[Input data]
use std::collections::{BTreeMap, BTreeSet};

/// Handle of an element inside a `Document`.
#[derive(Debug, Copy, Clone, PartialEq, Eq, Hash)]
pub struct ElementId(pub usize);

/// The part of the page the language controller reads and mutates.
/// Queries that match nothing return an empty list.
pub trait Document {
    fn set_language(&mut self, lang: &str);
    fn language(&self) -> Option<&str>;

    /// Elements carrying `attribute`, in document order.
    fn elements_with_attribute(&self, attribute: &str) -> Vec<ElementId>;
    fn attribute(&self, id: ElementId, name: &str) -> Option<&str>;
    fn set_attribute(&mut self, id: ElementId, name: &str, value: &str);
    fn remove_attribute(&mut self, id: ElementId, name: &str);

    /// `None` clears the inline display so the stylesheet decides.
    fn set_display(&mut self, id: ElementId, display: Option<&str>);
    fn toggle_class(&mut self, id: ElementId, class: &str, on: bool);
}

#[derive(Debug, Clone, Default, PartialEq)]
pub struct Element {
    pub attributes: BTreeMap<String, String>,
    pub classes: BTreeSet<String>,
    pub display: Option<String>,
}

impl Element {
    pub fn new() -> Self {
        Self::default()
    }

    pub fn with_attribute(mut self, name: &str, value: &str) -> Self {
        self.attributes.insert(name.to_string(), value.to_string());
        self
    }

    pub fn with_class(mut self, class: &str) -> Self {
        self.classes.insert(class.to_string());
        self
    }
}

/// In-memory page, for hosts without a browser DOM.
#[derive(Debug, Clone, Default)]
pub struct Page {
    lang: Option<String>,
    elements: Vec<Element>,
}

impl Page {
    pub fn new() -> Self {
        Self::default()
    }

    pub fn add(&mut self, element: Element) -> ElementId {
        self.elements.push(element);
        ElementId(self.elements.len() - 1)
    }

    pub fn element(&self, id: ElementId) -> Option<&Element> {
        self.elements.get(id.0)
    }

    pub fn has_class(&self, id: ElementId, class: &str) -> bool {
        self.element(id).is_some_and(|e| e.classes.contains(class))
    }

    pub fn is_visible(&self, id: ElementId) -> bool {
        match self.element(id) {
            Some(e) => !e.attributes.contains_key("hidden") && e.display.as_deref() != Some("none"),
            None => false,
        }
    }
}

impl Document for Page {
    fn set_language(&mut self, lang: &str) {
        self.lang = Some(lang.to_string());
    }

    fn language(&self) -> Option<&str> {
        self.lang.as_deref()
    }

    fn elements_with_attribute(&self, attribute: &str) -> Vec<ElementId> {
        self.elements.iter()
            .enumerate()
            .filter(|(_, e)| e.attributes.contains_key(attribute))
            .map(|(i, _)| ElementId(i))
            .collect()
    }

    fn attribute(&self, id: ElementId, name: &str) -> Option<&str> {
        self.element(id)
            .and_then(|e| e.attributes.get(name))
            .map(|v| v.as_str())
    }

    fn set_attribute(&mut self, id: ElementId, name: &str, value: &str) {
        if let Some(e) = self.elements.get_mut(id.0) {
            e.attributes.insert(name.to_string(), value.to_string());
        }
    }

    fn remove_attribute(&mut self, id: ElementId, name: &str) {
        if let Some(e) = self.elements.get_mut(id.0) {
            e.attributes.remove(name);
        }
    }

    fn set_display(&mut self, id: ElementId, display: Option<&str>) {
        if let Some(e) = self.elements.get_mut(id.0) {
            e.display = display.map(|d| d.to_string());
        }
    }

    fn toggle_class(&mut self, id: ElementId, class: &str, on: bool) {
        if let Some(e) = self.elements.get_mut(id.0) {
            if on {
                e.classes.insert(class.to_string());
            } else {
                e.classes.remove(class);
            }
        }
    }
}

[The task]
Word for word, quote the lines of the material from the first line through the line with "a browser DOM.", both ends included.

[Answer to the problem]
use std::collections::{BTreeMap, BTreeSet};

/// Handle of an element inside a `Document`.
#[derive(Debug, Copy, Clone, PartialEq, Eq, Hash)]
pub struct ElementId(pub usize);

/// The part of the page the language controller reads and mutates.
/// Queries that match nothing return an empty list.
pub trait Document {
    fn set_language(&mut self, lang: &str);
    fn language(&self) -> Option<&str>;

    /// Elements carrying `attribute`, in document order.
    fn elements_with_attribute(&self, attribute: &str) -> Vec<ElementId>;
    fn attribute(&self, id: ElementId, name: &str) -> Option<&str>;
    fn set_attribute(&mut self, id: ElementId, name: &str, value: &str);
    fn remove_attribute(&mut self, id: ElementId, name: &str);

    /// `None` clears the inline display so the stylesheet decides.
    fn set_display(&mut self, id: ElementId, display: Option<&str>);
    fn toggle_class(&mut self, id: ElementId, class: &str, on: bool);
}

#[derive(Debug, Clone, Default, PartialEq)]
pub struct Element {
    pub attributes: BTreeMap<String, String>,
    pub classes: BTreeSet<String>,
    pub display: Option<String>,
}

impl Element {
    pub fn new() -> Self {
        Self::default()
    }

    pub fn with_attribute(mut self, name: &str, value: &str) -> Self {
        self.attributes.insert(name.to_string(), value.to_string());
        self
    }

    pub fn with_class(mut self, class: &str) -> Self {
        self.classes.insert(class.to_string());
        self
    }
}

/// In-memory page, for hosts without a browser DOM.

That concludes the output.